After the installation of sensors in the Antarctic Peninsula, Chilean researchers obtained records which they can determine how climate change is affecting the marine ecosystems of the white continent.

A group of scientists obtained records of daily, weekly and monthly variations in the Antarctic marine environment for the past three years.
Andrea Navarro, IDEAL Center. Has the temperature increased in the Southern Ocean? That is the main question that a team of Chilean divers and researchers seek to resolve after the installation of four sensors at a depth of ten meters near the Collins Glacier, located in Fildes Bay, Antarctic Peninsula.
Thanks to probes, called CTDs – oceanographic instruments that store various parameters, including temperature and salinity – a group of scientists from the Center for Dynamic Research in High Latitude Marine Ecosystems (IDEAL) of the Austral University of Chile (UACh), obtained records of daily, weekly and monthly variations in the Antarctic marine environment for the past three years.
Data analysis will provide key information on the conditions of the surface water in the area, considered highly vulnerable to the effects of climate change.
“These sensors give us very fine-scale records in time terms. Every 30 minutes they are measuring various parameters. As they are found at a shallow depth, we can associate the results with biological variables that we sample each year, such as, for example, biodiversity and abundance of benthic organisms,” explains the researcher from the IDEAL Center, Dr. Luis Miguel Pardo.
The probes, of Icelandic origin, were installed for the first time in early 2017. Since then, and thanks to their tiny structures that allow them to be anchored in extreme places such as the white continent, each year researchers have extracted multiple data, and equipment has been able to be reprogrammed and submerged again to the Southern Ocean. As a result of these maneuvers, during the 56 Antarctic Scientific Expedition (ECA), organized by the Chilean Antarctic Institute (INACh), they managed to obtain a time series of 36 months.
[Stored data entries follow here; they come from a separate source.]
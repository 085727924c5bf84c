//! Socket error types.
//!
//! Only the send path returns errors. Inbound frames that fail to decrypt
//! are logged and dropped; they never surface here.

use std::error::Error as StdError;

use thiserror::Error;

use crate::core::CryptoError;

/// Errors returned by [`NoiseSocket::send_frame`](super::NoiseSocket::send_frame).
///
/// `E` is the frame channel's own error type, passed through unchanged.
#[derive(Debug, Error)]
pub enum SocketError<E>
where
    E: StdError + 'static,
{
    /// The frame channel failed to send the encrypted frame.
    #[error("frame channel error: {0}")]
    Channel(#[source] E),

    /// The frame could not be encrypted.
    #[error("crypto error: {0}")]
    Crypto(#[from] CryptoError),
}

impl<E> SocketError<E>
where
    E: StdError + 'static,
{
    /// The frame channel's error, if that is where the send failed.
    pub fn channel_error(&self) -> Option<&E> {
        match self {
            SocketError::Channel(err) => Some(err),
            SocketError::Crypto(_) => None,
        }
    }

    /// Unwrap the frame channel's error.
    pub fn into_channel_error(self) -> Option<E> {
        match self {
            SocketError::Channel(err) => Some(err),
            SocketError::Crypto(_) => None,
        }
    }

    /// Check if the socket can no longer send with its current keys.
    ///
    /// Channel errors are left to the caller; retry policy belongs to the
    /// channel or the application.
    pub fn is_fatal(&self) -> bool {
        match self {
            SocketError::Channel(_) => false,
            SocketError::Crypto(err) => err.is_fatal(),
        }
    }
}

/// Result type for socket operations.
pub type SocketResult<T, E> = Result<T, SocketError<E>>;

#[cfg(test)]
mod tests {
    use std::io;

    use super::*;

    #[test]
    fn test_channel_error_passthrough() {
        let err: SocketError<io::Error> =
            SocketError::Channel(io::Error::new(io::ErrorKind::BrokenPipe, "pipe closed"));

        assert_eq!(
            err.channel_error().map(io::Error::kind),
            Some(io::ErrorKind::BrokenPipe)
        );
        assert!(!err.is_fatal());
        assert_eq!(err.to_string(), "frame channel error: pipe closed");
        assert_eq!(
            err.into_channel_error().map(|e| e.kind()),
            Some(io::ErrorKind::BrokenPipe)
        );
    }

    #[test]
    fn test_crypto_error_conversion() {
        let err: SocketError<io::Error> = CryptoError::CounterExhaustion.into();

        assert!(err.channel_error().is_none());
        assert!(err.is_fatal());
        assert!(matches!(
            err,
            SocketError::Crypto(CryptoError::CounterExhaustion)
        ));
    }
}
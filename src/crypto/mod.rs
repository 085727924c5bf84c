//! Noise socket - Security Layer
//!
//! Per-frame cryptography for an established session:
//! - Counter nonces (zero prefix, big-endian counter)
//! - AEAD seal/open behind the [`FrameCipher`] seam
//!
//! Key agreement happens before this layer and is out of scope.

mod cipher;
mod nonce;

pub use cipher::*;
pub use nonce::*;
Since CTDs were submerged year-round, scientists were also able to obtain records of winter environmental conditions, at a time in which there is usually no scientific research on the white continent due to difficult access.

Scientists were also able to obtain records of winter environmental conditions, at a time in which there is usually no scientific research on the white continent due to difficult access.
“The record we have today is very detailed and allows us to have a global vision of the seasonal behavior of temperatures in Antarctica and how it can vary in a glacial gradient, that is, if we move away from glaciers. The information collected is crucial to understand the impacts of climate change on shallow benthic communities,” explains marine biologist and scientific diver, Ignacio Garrido.
Preliminary observations
The sensors were also permanently installed in the San Isidro Lighthouse area, in the Strait of Magellan. In this context, one of the preliminary observations of the research shows that temperatures in Antarctica during the year vary more than in the sub Antarctic zone.
While in the Strait of Magellan they fluctuate between 8 and 11ºC degrees, the measurements made indicate that in the Antarctic Peninsula they range between -2 and 2ºC.”Antarctic organisms are experiencing temperature variations. In this sense, the Southern Ocean is not an environment as homogeneous compared to other environments as previously thought,” concludes Dr. Pardo.